Free and Female returns to the antic assortment, though it also has some rockin’ sides. “Death of Italian Acrobats” intones typically skew(er)ed POU lyrics over Big Brother’s “Combination of the Two” as interpreted by the Banana Splits on drugs; “Forks or Blades” is a boogyin’ little commentary of sorts on the state of radio. But it also includes a self-parodic quasi-jazz “tribute” to John Coltrane’s “A Love Supreme” (“I Love Ice Cream”).

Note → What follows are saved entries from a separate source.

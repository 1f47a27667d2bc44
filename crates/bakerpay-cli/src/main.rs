// ━━━━━━━━━━━━━━━━━━━━━━━━━━━━━━━━━━━━━━━━━━━━━━━━━━━━━━━━━━━━━━━━━━━━━━━━━━
// BAKERPAY CLI - Reward payout distribution for bakers
// ━━━━━━━━━━━━━━━━━━━━━━━━━━━━━━━━━━━━━━━━━━━━━━━━━━━━━━━━━━━━━━━━━━━━━━━━━━

use clap::{Parser, Subcommand};
use colored::*;
use std::path::PathBuf;

use bakerpay_core::error::{ExitStatus, PayoutError, EXIT_SUCCESS};

mod commands;
mod notifications;
mod print;

#[derive(Parser)]
#[command(name = "bakerpay")]
#[command(about = "Baker reward payout distribution", long_about = None)]
#[command(version)]
struct Cli {
    /// Configuration file (default: <workdir>/config.toml)
    #[arg(short, long, env = "BAKERPAY_CONFIG")]
    config: Option<PathBuf>,

    /// Working directory (default: ~/.bakerpay)
    #[arg(short, long, env = "BAKERPAY_WORKDIR")]
    workdir: Option<PathBuf>,

    /// Verbose logging
    #[arg(long, global = true)]
    debug: bool,

    #[command(subcommand)]
    command: Commands,
}

#[derive(Subcommand)]
enum Commands {
    /// Run a manual payout for a cycle
    Pay {
        /// Cycle to pay out (0 or negative: relative to the last completed cycle)
        #[arg(short = 'c', long, default_value_t = 0)]
        cycle: i64,

        /// Load a previously generated blueprint instead of generating
        #[arg(long)]
        from_file: Option<PathBuf>,

        /// Write the generated blueprint to a file for later review
        #[arg(long)]
        to_file: Option<PathBuf>,

        /// Skip the interactive confirmation
        #[arg(long)]
        confirm: bool,

        /// Skip the payout wallet balance check
        #[arg(long)]
        skip_balance_check: bool,

        /// Wait (and retry) until the payout wallet balance suffices
        #[arg(long)]
        wait_for_balance: bool,

        /// Mix smart contract calls into regular batches
        #[arg(long = "mix-sc")]
        mix_in_contract_calls: bool,

        /// Mix FA token transfers into regular batches
        #[arg(long = "mix-fa")]
        mix_in_fa_transfers: bool,

        /// Suppress notifications
        #[arg(short, long)]
        silent: bool,

        /// Notify through a specific notificator only
        #[arg(long)]
        notificator: Option<String>,

        /// Print reports to stdout instead of writing files
        #[arg(long)]
        report_to_stdout: bool,
    },

    /// Transfer tez from the payout wallet
    Transfer {
        /// Pairs of destination address and amount
        #[arg(required = true)]
        args: Vec<String>,

        /// Amounts are mutez instead of tez
        #[arg(long)]
        mutez: bool,

        /// Skip the interactive confirmation
        #[arg(long)]
        confirm: bool,
    },

    /// Track cycles and pay out each completed one automatically
    Continual {
        /// Blocks past the cycle boundary before paying out
        #[arg(long, default_value_t = 1)]
        notification_delay: i64,

        /// Head poll interval in seconds
        #[arg(long, default_value_t = 30)]
        check_frequency: u64,
    },
}

pub fn print_info(msg: &str) {
    println!("{} {}", "•".blue(), msg);
}

pub fn print_success(msg: &str) {
    println!("{} {}", "✓".green(), msg);
}

pub fn print_error(msg: &str) {
    eprintln!("{} {}", "✗".red(), msg);
}

#[tokio::main]
async fn main() {
    let cli = Cli::parse();
    env_logger::Builder::from_env(
        env_logger::Env::default()
            .default_filter_or(if cli.debug { "debug" } else { "info" }),
    )
    .init();

    let workdir = cli
        .workdir
        .clone()
        .or_else(|| dirs::home_dir().map(|home| home.join(".bakerpay")))
        .unwrap_or_else(|| PathBuf::from("."));
    let config_path = cli
        .config
        .clone()
        .unwrap_or_else(|| workdir.join("config.toml"));

    let outcome: Result<(), PayoutError> = match cli.command {
        Commands::Pay {
            cycle,
            from_file,
            to_file,
            confirm,
            skip_balance_check,
            wait_for_balance,
            mix_in_contract_calls,
            mix_in_fa_transfers,
            silent,
            notificator,
            report_to_stdout,
        } => {
            commands::pay::run(commands::pay::PayArgs {
                config_path,
                workdir,
                cycle,
                from_file,
                to_file,
                confirm,
                skip_balance_check,
                wait_for_balance,
                mix_in_contract_calls,
                mix_in_fa_transfers,
                silent,
                notificator,
                report_to_stdout,
            })
            .await
        }
        Commands::Transfer {
            args,
            mutez,
            confirm,
        } => commands::transfer::run(&config_path, &workdir, args, mutez, confirm).await,
        Commands::Continual {
            notification_delay,
            check_frequency,
        } => {
            commands::continual::run(&config_path, &workdir, notification_delay, check_frequency)
                .await
        }
    };

    match outcome {
        Ok(()) => std::process::exit(EXIT_SUCCESS),
        Err(err) => {
            let status = ExitStatus::from_error(&err);
            print_error(&status.message);
            std::process::exit(status.code);
        }
    }
}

Despite their intellectual leanings and occasional concerns about the dark side of human relations, POU albums possess an innocent, almost childlike sense of wonder and even happiness (irreducible to some pat intellectual formulation). Each has so much going on that it takes more than a few listenings to catch it all. Happy to Be Here, Out of Order and Free and Female are all highly recommended to listeners with a sense of adventure, but virtually any POU is worthwhile. (One possible exception is The Belly’s Virginal Polylips, which consists of live stuff, outtakes and fragments, none of which exactly deserves to be on an album.)